Everything was shot for IMAX. We rendered everything that way as well. So if you see it in 2.35, you’re kind of missing out on some of the fun top and bottom.

Cause IMAX is more of an almost square format. So there’s a lot more imagery. For those of you who want to see it again I definitely recommend the IMAX version.

Damian: So the 2.35 was a crop of the IMAX, rather than the other way round?

Additional detail was added to the IMAX version of the film, making it a significantly superior visual experience

Brian: Correct. There’s a lot more fun to be had. And [for some shots] they wanted the resolution of IMAX, so we had to make these mega frames. We had to add on either side to make a 2.35 crop [in addition to the IMAX render]. So we had to render even larger, just so that we weren’t just chopping the 2.35 out of a IMAX frame.

Damian: Let’s jump back to the sets and just how big some of them were.

Brian: We almost took over an entire studio in Origo, Budapest. It’s so massive. And yet when I first arrived there, well, they took me on a tour and we went from one super massive stage to the next. And I was just…I couldn’t believe that they built all of everything you see in the interior shots.

It was so overwhelming, but I could see how, as an actor, you don’t really have to try to pretend to immerse yourself in an environment if it’s completely all around you. I think just working against a blue screen, I think it’s not very easy to emote and to pretend that you’re in this fantastical world, when it hasn’t even been figured out yet.

And so you’re just using your imagination. But I think there’s something to be said with having real sets that you can touch and interact with and immerse yourself in. So yeah, there were just so many of them. I think the biggest thing though really was the backlot, and that was the spaceport.

I don’t even know what the square meters/square feet of it is. I can just say it’s the biggest thing I’ve ever seen that they built for a movie. The side was probably 20-30 foot walls all around it. They were kind of angled so that they would catch sun.
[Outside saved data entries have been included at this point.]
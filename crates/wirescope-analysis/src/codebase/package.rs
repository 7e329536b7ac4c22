//! A Go package: the indexed files of one directory.

use serde::Serialize;

use crate::parsers::{FuncDecl, GoFile, TypeDecl};

#[derive(Debug, Clone, Serialize)]
pub struct Package {
    pub import_path: String,
    /// Root-relative directory, `""` for the root.
    pub dir: String,
    pub name: String,
    pub files: Vec<GoFile>,
}

impl Package {
    /// The declaration of type `name` and the file declaring it.
    pub fn type_decl(&self, name: &str) -> Option<(&GoFile, &TypeDecl)> {
        self.files
            .iter()
            .find_map(|file| file.type_decl(name).map(|decl| (file, decl)))
    }

    /// Top-level functions (not methods).
    pub fn functions(&self) -> impl Iterator<Item = (&GoFile, &FuncDecl)> {
        self.all_functions().filter(|(_, func)| !func.is_method())
    }

    /// Methods declared with receiver type `type_name` (value or pointer).
    pub fn methods_of<'a>(&'a self, type_name: &'a str) -> impl Iterator<Item = (&'a GoFile, &'a FuncDecl)> {
        self.all_functions().filter(move |(_, func)| {
            func.receiver
                .as_ref()
                .is_some_and(|r| r.type_name == type_name)
        })
    }

    /// All type declarations with their files.
    pub fn type_decls(&self) -> impl Iterator<Item = (&GoFile, &TypeDecl)> {
        self.files
            .iter()
            .flat_map(|file| file.types.iter().map(move |decl| (file, decl)))
    }

    /// First file with syntax errors.
    pub fn first_error_file(&self) -> Option<&GoFile> {
        self.files.iter().find(|f| f.has_errors())
    }

    fn all_functions(&self) -> impl Iterator<Item = (&GoFile, &FuncDecl)> {
        self.files
            .iter()
            .flat_map(|file| file.functions.iter().map(move |func| (file, func)))
    }
}
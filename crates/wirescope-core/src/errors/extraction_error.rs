//! Type extraction and codebase lookup errors.

use super::error_code::{self, WirescopeErrorCode};

/// Errors raised by the type extractor, implementation finder and provider
/// finder when a lookup cannot be answered.
#[derive(Debug, Clone, PartialEq, Eq, thiserror::Error)]
pub enum ExtractionError {
    #[error("no packages found for path: {location}")]
    PackageNotFound { location: String },

    #[error("package {location} has errors: {error_count} syntax error(s) in {file}")]
    PackageHasErrors {
        location: String,
        file: String,
        error_count: u32,
    },

    #[error("type {name} not found in package {location}")]
    TypeNotFound { name: String, location: String },

    #[error("{name} is not a struct type")]
    NotAStruct { name: String },

    #[error("{name} is not an interface type")]
    NotAnInterface { name: String },

    #[error("alias cycle while resolving {name}")]
    AliasCycle { name: String },

    #[error("{0}")]
    Other(String),
}

impl WirescopeErrorCode for ExtractionError {
    fn error_code(&self) -> &'static str {
        match self {
            Self::PackageNotFound { .. } => error_code::PACKAGE_NOT_FOUND,
            Self::TypeNotFound { .. } => error_code::TYPE_NOT_FOUND,
            _ => error_code::EXTRACTION_ERROR,
        }
    }
}
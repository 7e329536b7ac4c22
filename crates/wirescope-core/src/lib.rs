//! wirescope-core: shared foundation for the wirescope dependency resolver.
//!
//! - Errors: one `thiserror` enum per subsystem, aggregated by `PipelineError`
//! - Config: TOML-based, layered resolution (overrides > env > project > user > defaults)
//! - Tracing: `tracing` with an `EnvFilter` driven by `WIRESCOPE_LOG`
//! - Types: collection aliases shared by the analysis crate

pub mod config;
pub mod errors;
pub mod tracing;
pub mod types;

pub use config::{AnalysisConfig, ConfigOverrides, ScanConfig, WirescopeConfig};
pub use errors::{PipelineError, WirescopeErrorCode};
pub use types::SearchScope;
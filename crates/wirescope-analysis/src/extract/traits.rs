//! Collaborator seams. The resolver only sees these traits, so it can run
//! against the Go index or against in-memory fakes.

use wirescope_core::errors::ExtractionError;
use wirescope_core::SearchScope;

use super::types::{ExtractedType, ImplementationRef, ProviderRef};

/// Declared fields of a named struct type.
pub trait TypeExtractor {
    /// Pointer and alias indirection in field types is resolved; the field
    /// reports the pointed-to type with `is_pointer` set. `location` may be
    /// empty, meaning the root package.
    fn extract_fields(&self, location: &str, type_name: &str) -> Result<ExtractedType, ExtractionError>;
}

/// Concrete types implementing an interface.
pub trait ImplementationFinder {
    /// Results are ordered by location then type name.
    fn find_implementations(
        &self,
        interface_name: &str,
        interface_location: &str,
        scope: &SearchScope,
    ) -> Result<Vec<ImplementationRef>, ExtractionError>;
}

/// Functions constructing a type.
pub trait ProviderFinder {
    /// Top-level functions in scope with a result of exactly the given type
    /// (optionally behind one pointer).
    fn find_providers_returning(
        &self,
        type_name: &str,
        location: &str,
        scope: &SearchScope,
    ) -> Result<Vec<ProviderRef>, ExtractionError>;
}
And everything was painted in sand color.

And actually one of the things that we came up with was the process of using not a blue screen, but what we call the “sand screen.” So we have these 40 x’s, and we’d move these massive sand screens into place where we needed them, like if we had some closeup footage or coverage that we needed to do.

And one of the interesting things that I found was no one cared when I would ask to move the sand screen around, not like they would a blue screen. I think there are a lot of directors and actors that as soon as they see a blue screen, they’re just annoyed, you know? And to be fair, they’re quite distracting if you’re trying to make a movie and you’re trying to pretend that you’re somewhere else.
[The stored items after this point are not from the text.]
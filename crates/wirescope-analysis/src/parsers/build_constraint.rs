//! Build constraint evaluation.
//!
//! A file is left out of the index when its constraint cannot hold in a
//! build that does not set a given tag. Every other term is assumed to be
//! satisfiable, so platform constraints (`linux`, `amd64`) never exclude a
//! file.

/// Convert legacy `// +build` lines into a `//go:build` expression.
/// Space separates alternatives, comma separates conjuncts, and separate
/// lines are ANDed together.
pub fn from_plus_build_lines(lines: &[&str]) -> Option<String> {
    let clauses: Vec<String> = lines
        .iter()
        .filter(|line| !line.trim().is_empty())
        .map(|line| {
            let options: Vec<String> = line
                .split_whitespace()
                .map(|opt| opt.split(',').collect::<Vec<_>>().join(" && "))
                .collect();
            format!("({})", options.join(" || "))
        })
        .collect();
    if clauses.is_empty() {
        None
    } else {
        Some(clauses.join(" && "))
    }
}

/// Whether `expr` excludes the file when `tag` is not set.
/// Malformed expressions never exclude.
pub fn excludes_without(expr: &str, tag: &str) -> bool {
    let tokens = tokenize(expr);
    let mut parser = ExprParser {
        tokens: &tokens,
        pos: 0,
        tag,
    };
    match parser.or_expr() {
        Some(value) if parser.pos == tokens.len() => !value,
        _ => false,
    }
}

#[derive(Debug, Clone, PartialEq, Eq)]
enum Token {
    Ident(String),
    And,
    Or,
    Not,
    LParen,
    RParen,
}

fn tokenize(expr: &str) -> Vec<Token> {
    let mut tokens = Vec::new();
    let mut chars = expr.chars().peekable();
    while let Some(&c) = chars.peek() {
        match c {
            c if c.is_whitespace() => {
                chars.next();
            }
            '(' => {
                chars.next();
                tokens.push(Token::LParen);
            }
            ')' => {
                chars.next();
                tokens.push(Token::RParen);
            }
            '!' => {
                chars.next();
                tokens.push(Token::Not);
            }
            '&' | '|' => {
                chars.next();
                if chars.peek() == Some(&c) {
                    chars.next();
                }
                tokens.push(if c == '&' { Token::And } else { Token::Or });
            }
            _ => {
                let mut ident = String::new();
                while let Some(&c) = chars.peek() {
                    if c.is_alphanumeric() || c == '_' || c == '.' {
                        ident.push(c);
                        chars.next();
                    } else {
                        break;
                    }
                }
                if ident.is_empty() {
                    // Unknown character; skip it.
                    chars.next();
                } else {
                    tokens.push(Token::Ident(ident));
                }
            }
        }
    }
    tokens
}

struct ExprParser<'a> {
    tokens: &'a [Token],
    pos: usize,
    tag: &'a str,
}

impl ExprParser<'_> {
    fn peek(&self) -> Option<&Token> {
        self.tokens.get(self.pos)
    }

    fn or_expr(&mut self) -> Option<bool> {
        let mut value = self.and_expr()?;
        while self.peek() == Some(&Token::Or) {
            self.pos += 1;
            let rhs = self.and_expr()?;
            value = value || rhs;
        }
        Some(value)
    }

    fn and_expr(&mut self) -> Option<bool> {
        let mut value = self.unary()?;
        while self.peek() == Some(&Token::And) {
            self.pos += 1;
            let rhs = self.unary()?;
            value = value && rhs;
        }
        Some(value)
    }

    fn unary(&mut self) -> Option<bool> {
        match self.peek()?.clone() {
            Token::Not => {
                self.pos += 1;
                Some(!self.unary()?)
            }
            Token::LParen => {
                self.pos += 1;
                let value = self.or_expr()?;
                if self.peek() != Some(&Token::RParen) {
                    return None;
                }
                self.pos += 1;
                Some(value)
            }
            Token::Ident(name) => {
                self.pos += 1;
                Some(name != self.tag)
            }
            _ => None,
        }
    }
}

#[cfg(test)]
mod tests {
    use super::*;

    #[test]
    fn wireinject_files_are_excluded() {
        assert!(excludes_without("wireinject", "wireinject"));
        assert!(!excludes_without("!wireinject", "wireinject"));
        assert!(!excludes_without("linux && amd64", "wireinject"));
        assert!(excludes_without("wireinject && linux", "wireinject"));
        assert!(!excludes_without("wireinject || linux", "wireinject"));
    }

    #[test]
    fn malformed_expressions_never_exclude() {
        assert!(!excludes_without("(wireinject", "wireinject"));
        assert!(!excludes_without("&&", "wireinject"));
    }

    #[test]
    fn plus_build_lines_convert() {
        let expr = from_plus_build_lines(&["wireinject"]).unwrap();
        assert!(excludes_without(&expr, "wireinject"));

        let expr = from_plus_build_lines(&["linux,amd64 darwin", "!wireinject"]).unwrap();
        assert_eq!(expr, "(linux && amd64 || darwin) && (!wireinject)");
        assert!(!excludes_without(&expr, "wireinject"));
    }
}
//! Search scope: which packages are searched for implementations and providers.
//!
//! Patterns follow the Go tool's package pattern syntax:
//! `./...` (every package below the root), `./svc/...` (a subtree),
//! `./svc` (one package), or import paths such as `example.com/app/...`.

use serde::{Deserialize, Serialize};

use crate::errors::ConfigError;

const WILDCARD: &str = "...";

/// One parsed package pattern.
#[derive(Debug, Clone, PartialEq, Eq, Hash, Serialize, Deserialize)]
pub enum ScopePattern {
    /// Root-relative directory (`""` is the root itself), `/`-separated.
    Relative { dir: String, recursive: bool },
    /// Import path prefix (`""` with `recursive` matches everything).
    ImportPath { path: String, recursive: bool },
}

impl ScopePattern {
    /// Parse a single pattern.
    pub fn parse(raw: &str) -> Result<Self, ConfigError> {
        let invalid = |message: &str| ConfigError::InvalidValue {
            field: "analysis.search_scope".to_string(),
            message: format!("{raw:?}: {message}"),
        };

        let pattern = raw.trim();
        if pattern.is_empty() {
            return Err(invalid("pattern is empty"));
        }
        if pattern.chars().any(char::is_whitespace) {
            return Err(invalid("pattern contains whitespace"));
        }
        if pattern.starts_with('/') {
            return Err(invalid("absolute paths are not supported"));
        }

        let (body, recursive) = match pattern.strip_suffix(WILDCARD) {
            Some(rest) => (rest.trim_end_matches('/'), true),
            None => (pattern, false),
        };
        if body.contains(WILDCARD) {
            return Err(invalid("`...` is only supported as the final element"));
        }

        if body == "." || body.starts_with("./") {
            let dir = body.trim_start_matches('.').trim_matches('/');
            if dir.split('/').any(|seg| seg == "..") {
                return Err(invalid("pattern escapes the search root"));
            }
            return Ok(Self::Relative {
                dir: dir.to_string(),
                recursive,
            });
        }
        if body.starts_with("..") {
            return Err(invalid("pattern escapes the search root"));
        }

        Ok(Self::ImportPath {
            path: body.trim_end_matches('/').to_string(),
            recursive,
        })
    }

    /// Whether a package at `rel_dir` (root-relative, `/`-separated, `""` for
    /// the root) with import path `import_path` is covered by this pattern.
    pub fn matches(&self, rel_dir: &str, import_path: &str) -> bool {
        match self {
            Self::Relative { dir, recursive } => prefix_match(dir, rel_dir, *recursive),
            Self::ImportPath { path, recursive } => prefix_match(path, import_path, *recursive),
        }
    }
}

fn prefix_match(prefix: &str, candidate: &str, recursive: bool) -> bool {
    if candidate == prefix {
        return true;
    }
    if !recursive {
        return false;
    }
    if prefix.is_empty() {
        return true;
    }
    candidate
        .strip_prefix(prefix)
        .is_some_and(|rest| rest.starts_with('/'))
}

/// A set of package patterns; a package is in scope when any pattern matches.
#[derive(Debug, Clone, PartialEq, Eq, Serialize, Deserialize)]
pub struct SearchScope {
    patterns: Vec<ScopePattern>,
}

impl SearchScope {
    /// Parse a list of patterns. An empty list is rejected.
    pub fn parse<S: AsRef<str>>(patterns: &[S]) -> Result<Self, ConfigError> {
        if patterns.is_empty() {
            return Err(ConfigError::InvalidValue {
                field: "analysis.search_scope".to_string(),
                message: "at least one pattern is required".to_string(),
            });
        }
        let patterns = patterns
            .iter()
            .map(|p| ScopePattern::parse(p.as_ref()))
            .collect::<Result<Vec<_>, _>>()?;
        Ok(Self { patterns })
    }

    /// Scope covering every package below the search root.
    pub fn everything() -> Self {
        Self {
            patterns: vec![ScopePattern::Relative {
                dir: String::new(),
                recursive: true,
            }],
        }
    }

    pub fn patterns(&self) -> &[ScopePattern] {
        &self.patterns
    }

    /// Whether the package at `rel_dir` / `import_path` is searched.
    pub fn contains(&self, rel_dir: &str, import_path: &str) -> bool {
        self.patterns.iter().any(|p| p.matches(rel_dir, import_path))
    }
}

impl Default for SearchScope {
    fn default() -> Self {
        Self::everything()
    }
}
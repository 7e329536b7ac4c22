//! Observability for wirescope.
//! `tracing` crate with `EnvFilter`, per-module log levels.

pub mod setup;

pub use setup::init_tracing;
#[test]
fn test_lookup_failure_is_reported() {
    let mut codebase = FakeCodebase::default()
        .with_struct("app", "Handler", vec![field("svc", "Service", "app/svc").interface()]);
    codebase
        .lookup_errors
        .insert(key("app/svc", "Service"), "package app/svc has errors".into());
    let forest = codebase.resolver().resolve_roots(roots(&[("app", "Handler")]));

    let InterfaceResolution::Skipped(reason) = binding(&forest, forest.roots()[0], 0) else {
        panic!("expected skip");
    };
    assert_eq!(
        reason.to_string(),
        "failed to find interface references: package app/svc has errors"
    );
}

#[test]
fn test_unanalyzable_implementation_is_recursive_failure() {
    let codebase = FakeCodebase::default()
        .with_struct("app", "Handler", vec![field("svc", "Service", "app/svc").interface()])
        .with_impls("app/svc", "Service", &[("app/svc", "Level")]);
    let forest = codebase.resolver().resolve_roots(roots(&[("app", "Handler")]));

    let InterfaceResolution::Skipped(reason) = binding(&forest, forest.roots()[0], 0) else {
        panic!("expected skip");
    };
    assert!(matches!(reason, SkipReason::RecursiveAnalysisFailure { .. }));
    assert_eq!(
        reason.to_string(),
        "failed to analyze implementing type: failed to extract struct fields for Level: type Level not found in package app/svc"
    );
}

#[test]
fn test_concrete_field_wraps_skipped_type() {
    let codebase = FakeCodebase::default()
        .with_struct("app", "Server", vec![field("log", "Logger", "go.uber.org/zap").pointer()]);
    let forest = codebase.resolver().resolve_roots(roots(&[("app", "Server")]));

    let log = concrete_target(&forest, forest.roots()[0], 0);
    let log = forest.get(log);
    assert_eq!(log.name, "Logger");
    assert!(matches!(
        log.skip_reason(),
        Some(SkipReason::ExtractionFailure { .. })
    ));
}

#[test]
fn test_providers_are_recorded_and_failures_swallowed() {
    let mut codebase = layered_app();
    codebase.providers.insert(
        key("app/handler", "Handler"),
        vec![ProviderRef {
            location: "app/handler".into(),
            name: "NewHandler".into(),
        }],
    );
    let forest = codebase.resolver().resolve_roots(roots(&[("app/handler", "Handler")]));
    assert_eq!(forest.get(forest.roots()[0]).providers[0].name, "NewHandler");

    codebase.failing_providers = true;
    let forest = codebase.resolver().resolve_roots(roots(&[("app/handler", "Handler")]));
    let handler = forest.get(forest.roots()[0]);
    assert!(handler.providers.is_empty());
    assert!(!handler.is_skipped());
}

#[test]
fn test_provider_lookup_can_be_disabled() {
    let codebase = layered_app();
    codebase
        .resolver()
        .with_provider_lookup(false)
        .resolve_roots(roots(&[("app/handler", "Handler")]));
    assert!(codebase.provider_calls.borrow().is_empty());
}

#[test]
fn test_empty_location_is_its_own_key() {
    let codebase = FakeCodebase::default()
        .with_struct("", "App", vec![])
        .with_struct("example.com/app", "App", vec![]);
    let forest = codebase
        .resolver()
        .resolve_roots(roots(&[("", "App"), ("example.com/app", "App")]));

    assert_ne!(forest.roots()[0], forest.roots()[1]);
    assert_eq!(forest.cached_len(), 2);
}

#[test]
fn test_forest_serializes() {
    let codebase = layered_app();
    let forest = codebase.resolver().resolve_roots(roots(&[("app/handler", "Handler")]));
    let value = serde_json::to_value(&forest).unwrap();
    assert_eq!(value["roots"], serde_json::json!([0]));
    assert_eq!(value["nodes"][0]["name"], "Handler");
    assert_eq!(value["nodes"][0]["fields"][0]["kind"], "interface");
}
Whereas I found that when you have a sand screen and you ask, “Can I put four [sand screens] in a row?” or even stack them.

They’re like, “Okay, how long is it going to take?

I’m like “15 minutes,” even though it might take more.

But then they’re like, “Okay, fine.” And [the sand screen] just melts into the rest of the ground and to what’s going on. You just don’t even notice that it’s there really. It’s quite amazing in terms of like how people treat you as a visual effects professional. Oftentimes they were like, “This is so much better than blue screen.” They thought that was the bee’s knees, because it turns out that when you pull the key, it doesn’t have to be blue. It doesn’t have to be green, doesn’t have to be red.

“Sand screens” were used, that when inverted in post become blue screens with sufficient contrast to pull keys of hair and fine edge detail

It can be whatever kind of solid color that works best for the separation between the background and the foreground. As I know, you’ve written many, many books. So ours was sand screen color, and all you would have to do is just invert the image and automatically the sand screen would turn into blue and you have your edges and you do your extraction.

And yes, the density of it wasn’t perfect for the core, but I really don’t care about that as much. Cause we can order roto pretty easily, right? But what we can’t do is roto hair and all of the little wonderful, subtle detail that you have in edges. So that’s where the sand screen and that technique comes in.

Damian: That’s really interesting. So basically it was an inverted blue, to some degree, and then you obviously get the right kind of spill.

Brian: Yeah, correct. No blue spill, that we’d have to extract. If someone does that too hard, or has their sledgehammer out instead of their scalpel, then you can get some things that look odd and you don’t know why, especially in reflections and things.

So with this [sand screen], we were able to keep everything. And that’s another reason I think why our foreground blended into our background so well is because we’re not messing with it.

Damian: Right. One of the big problems with sci-fi in general comes because the scenes are so abstract. It is all blue screen or green screen. It’s often very hard for the artist to really know where to put things like lighting.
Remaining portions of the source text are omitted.